O elenco de apoio é fortíssimo, com uma gama de nomes como os de Christopher Abbott (Sweet Virginia, Ao Cair da Noite, cujas críticas você também pode conferir aqui no Portal do Andreoli); Ciarán Hinds (da fenomenal série The Terror e do horror Elizabeth Harvest, cuja crítica também está disponível no Portal do Andreoli); Pablo Schreiber (do thriller Covil de Ladrões), interpretando Jim Lovell, o astronauta interpretado também por Tom Hanks em Apollo 13; Ethan Embry (do ótimo horror The Devil’s Candy), Jason Clarke (Mudbound: Lágrimas Sobre o Mississippi, cuja crítica também está disponível aqui no Portal), Shea Whigham (de Sicário: Dia do Soldado e Wheelman, cujas críticas você também confere aqui no Portal), e Patrick Fugit (da série Outcast). Destaque ainda para Corey Stoll (Ouro, cuja crítica também está disponível aqui no Portal), no papel do cínico e falastrão Buzz Aldrin, e Lukas Haas (O Regresso), como Mike Collins, o terceiro astronauta da missão Apollo 11.

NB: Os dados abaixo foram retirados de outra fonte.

//! Snapshot comparison.

use crate::calendar::{Availability, Snapshot};

use chrono::NaiveDate;
use std::collections::BTreeSet;

/// One reportable difference between two snapshots.
#[derive(Debug, Clone, Copy, PartialEq, Eq)]
pub enum ChangeEvent {
    /// A date not seen before, showing a notable code.
    Appeared { date: NaiveDate, code: Availability },
    /// A date whose code changed.
    Transitioned {
        date: NaiveDate,
        from: Availability,
        to: Availability,
    },
}

impl ChangeEvent {
    pub fn date(&self) -> NaiveDate {
        match self {
            ChangeEvent::Appeared { date, .. } | ChangeEvent::Transitioned { date, .. } => *date,
        }
    }
}

/// Compare two snapshots and list what changed, ordered by date.
///
/// Without a previous snapshot there is nothing to compare against and the
/// result is empty. Dates that drop out of the current snapshot are the
/// calendar window rolling forward and produce no event; dates that appear
/// are only reported when their code is notable.
pub fn diff(previous: Option<&Snapshot>, current: &Snapshot) -> Vec<ChangeEvent> {
    let Some(previous) = previous else {
        return Vec::new();
    };

    let dates: BTreeSet<&NaiveDate> = previous.dates().chain(current.dates()).collect();

    dates
        .into_iter()
        .filter_map(|date| match (previous.get(date), current.get(date)) {
            (None, Some(code)) if code.is_notable() => Some(ChangeEvent::Appeared {
                date: *date,
                code,
            }),
            (Some(from), Some(to)) if from != to => Some(ChangeEvent::Transitioned {
                date: *date,
                from,
                to,
            }),
            _ => None,
        })
        .collect()
}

No geral, O Primeiro Homem consiste em um filme tecnicamente montado de maneira impressionante, desde os impecáveis efeitos visuais até o score musical de Justin Hurwitz (colaborador de Chazelle em La La Land e em Whiplash: Em Busca da Perfeição), que é flexível o suficiente para acentuar tanto a tensão da narrativa quanto a humanidade do filme. A sempre refinada edição à cargo de Tom Cross (do citado Whiplash), tem um papel-chave em estabelecer os personagens, os riscos e até a passagem do tempo.

Os mais fanáticos pelas histórias da conquista espacial vão se deliciar com a tecnologia vintage e com a recriação de momentos históricos, tanto os grandes quanto os pequenos. E dentro de um escopo maior, O Primeiro Homem nos lembra – em uma era onde imperam as fake news e onde a ciência é tratada como uma opinião – que houve um tempo não tão distante em que a humanidade era capaz de enviar pessoas para o espaço e para a lua e de volta para casa. E nós o fizemos, citando o grande John Kennedy, “não porque era fácil, mas sim porque era difícil“. Em tempos onde impera a desesperança, esta é uma lição que sempre vale ser lembrada.

O Primeiro Homem estreia nos cinemas brasileiros no dia 18 de outubro.